Opinión detallada de bezudo
Hay un río al que inevitablemente hemos de cruzar en nuestra visita a Cuenca. El Huécar abraza maternalmente a la ciudad hasta su unión con su hermano mayor Júcar.
Las paredes rocosas que pacientemente ha labrado con el pasar de los años, sirvieron de muralla natural a los antiguos habitantes. Cuando los peligros de asaltos e invasiones pasaron y la ciudad creció, los edificios se levantaron al otro lado del río.
A uno de los portones de salida de Cuenca, la Puerta de Valencia, de la que únicamente queda su nombre y un lienzo de muralla un poco más arriba, el Huécar le besa los pies.
En su otra orilla los Templarios levantaron su casa. Estos monjes guerreros tuvieron prebendas por su participación (aunque no tan significativa como la Orden de Santiago) en la conquista de Cuenca ocurrida en 1177.
El margen del río fue ser un vergel cuyas huertas producían generosamente cuantas frutas y hortalizas necesitaba la población.
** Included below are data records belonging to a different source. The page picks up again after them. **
use serde::{Deserialize, Serialize};

/// Label set attached to a scrape target.
///
/// Field order is the serialized key order; optional keys are omitted when unset.
#[derive(Debug, Clone, PartialEq, Eq, Serialize, Deserialize)]
pub struct TargetLabels {
    pub job: String,
    pub instance: String,
    pub container_name: String,

    #[serde(rename = "__scheme__", default, skip_serializing_if = "Option::is_none")]
    pub scheme: Option<String>,
    #[serde(
        rename = "__metrics_path__",
        default,
        skip_serializing_if = "Option::is_none"
    )]
    pub metrics_path: Option<String>,
    #[serde(
        rename = "com_docker_compose_project",
        default,
        skip_serializing_if = "Option::is_none"
    )]
    pub compose_project: Option<String>,
    #[serde(
        rename = "com_docker_compose_service",
        default,
        skip_serializing_if = "Option::is_none"
    )]
    pub compose_service: Option<String>,
}

impl TargetLabels {
    /// Labels for a container before any override: `job`, `instance` and `container_name` all equal `name`.
    pub fn for_container(name: &str) -> Self {
        Self {
            job: name.to_string(),
            instance: name.to_string(),
            container_name: name.to_string(),
            scheme: None,
            metrics_path: None,
            compose_project: None,
            compose_service: None,
        }
    }
}

/// One entry of the discovery document.
///
/// Always carries at least one `host:port` target; construction and deserialization both refuse an empty list.
#[derive(Debug, Clone, PartialEq, Eq, Serialize, Deserialize)]
#[serde(try_from = "RawScrapeTarget")]
pub struct ScrapeTarget {
    labels: TargetLabels,
    targets: Vec<String>,
}

impl ScrapeTarget {
    /// Returns `None` when `targets` is empty.
    pub fn new(labels: TargetLabels, targets: Vec<String>) -> Option<Self> {
        if targets.is_empty() {
            return None;
        }
        Some(Self { labels, targets })
    }

    pub fn labels(&self) -> &TargetLabels {
        &self.labels
    }

    pub fn targets(&self) -> &[String] {
        &self.targets
    }
}

#[derive(Deserialize)]
struct RawScrapeTarget {
    labels: TargetLabels,
    targets: Vec<String>,
}

impl TryFrom<RawScrapeTarget> for ScrapeTarget {
    type Error = &'static str;

    fn try_from(raw: RawScrapeTarget) -> Result<Self, Self::Error> {
        ScrapeTarget::new(raw.labels, raw.targets).ok_or("scrape target without targets")
    }
}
No cuesta imaginar el remanso de paz que debió ser.
Actualmente confluyen en el pequeño puente que salva el río en la Puerta de Valencia la calle que desciende del casco histórico Alonso de Ojeda, la que continúa por la parte nueva Las Torres, la que acompaña el Huécar en su descenso Los Tintes (por que ahí vivieron y trabajaron los tintoreros) y la que viene del nacimiento del río, carretera de Palomera, que pasa junto al Parador Nacional, Casas Colgadas y Auditorio.
No es extraño encontrar sentado en los muretes del puente algún ocioso viendo la vida pasar.
A su lado se funda el conjunto conventual de las Concepcionistas en 1504 gracias a los desvelos de Alvaro Pérez de Montemayor, canónigo de la catedral toledana y hermano de Juana de San Miguel y del arcediano Juan Pérez de Cabrera.
El edificio lo conforman grandes lienzos de mampostería con huecos altos rectangulares. Su patio interior distribuye las diferentes dependencias del convento. En la portada barroca de la iglesia destacan los capiteles de las dos columnas con figurillas caprichosas, el escudo de su fundador y el campanil de doble arcada.
Es el único convento de monjas extramuros.
En el siglo XVIII la iglesia fue rehecha por el arquitecto José Martín de Aldehuela, autor del famoso Puente Nuevo de Ronda.
En el año de la Guerra Civil de 1936 el interior del templo fue salvajemente destruido del que se conservan los cimientos de su planta elíptica.
Actualmente sirve de sala de audición para algunos de los conciertos de la famosa Semana de Música Religiosa.
Su típica fachada rosácea preside un rincón que, aun desprovisto de sus antiguos huertos, el Huécar se empeña en seguir arrullando.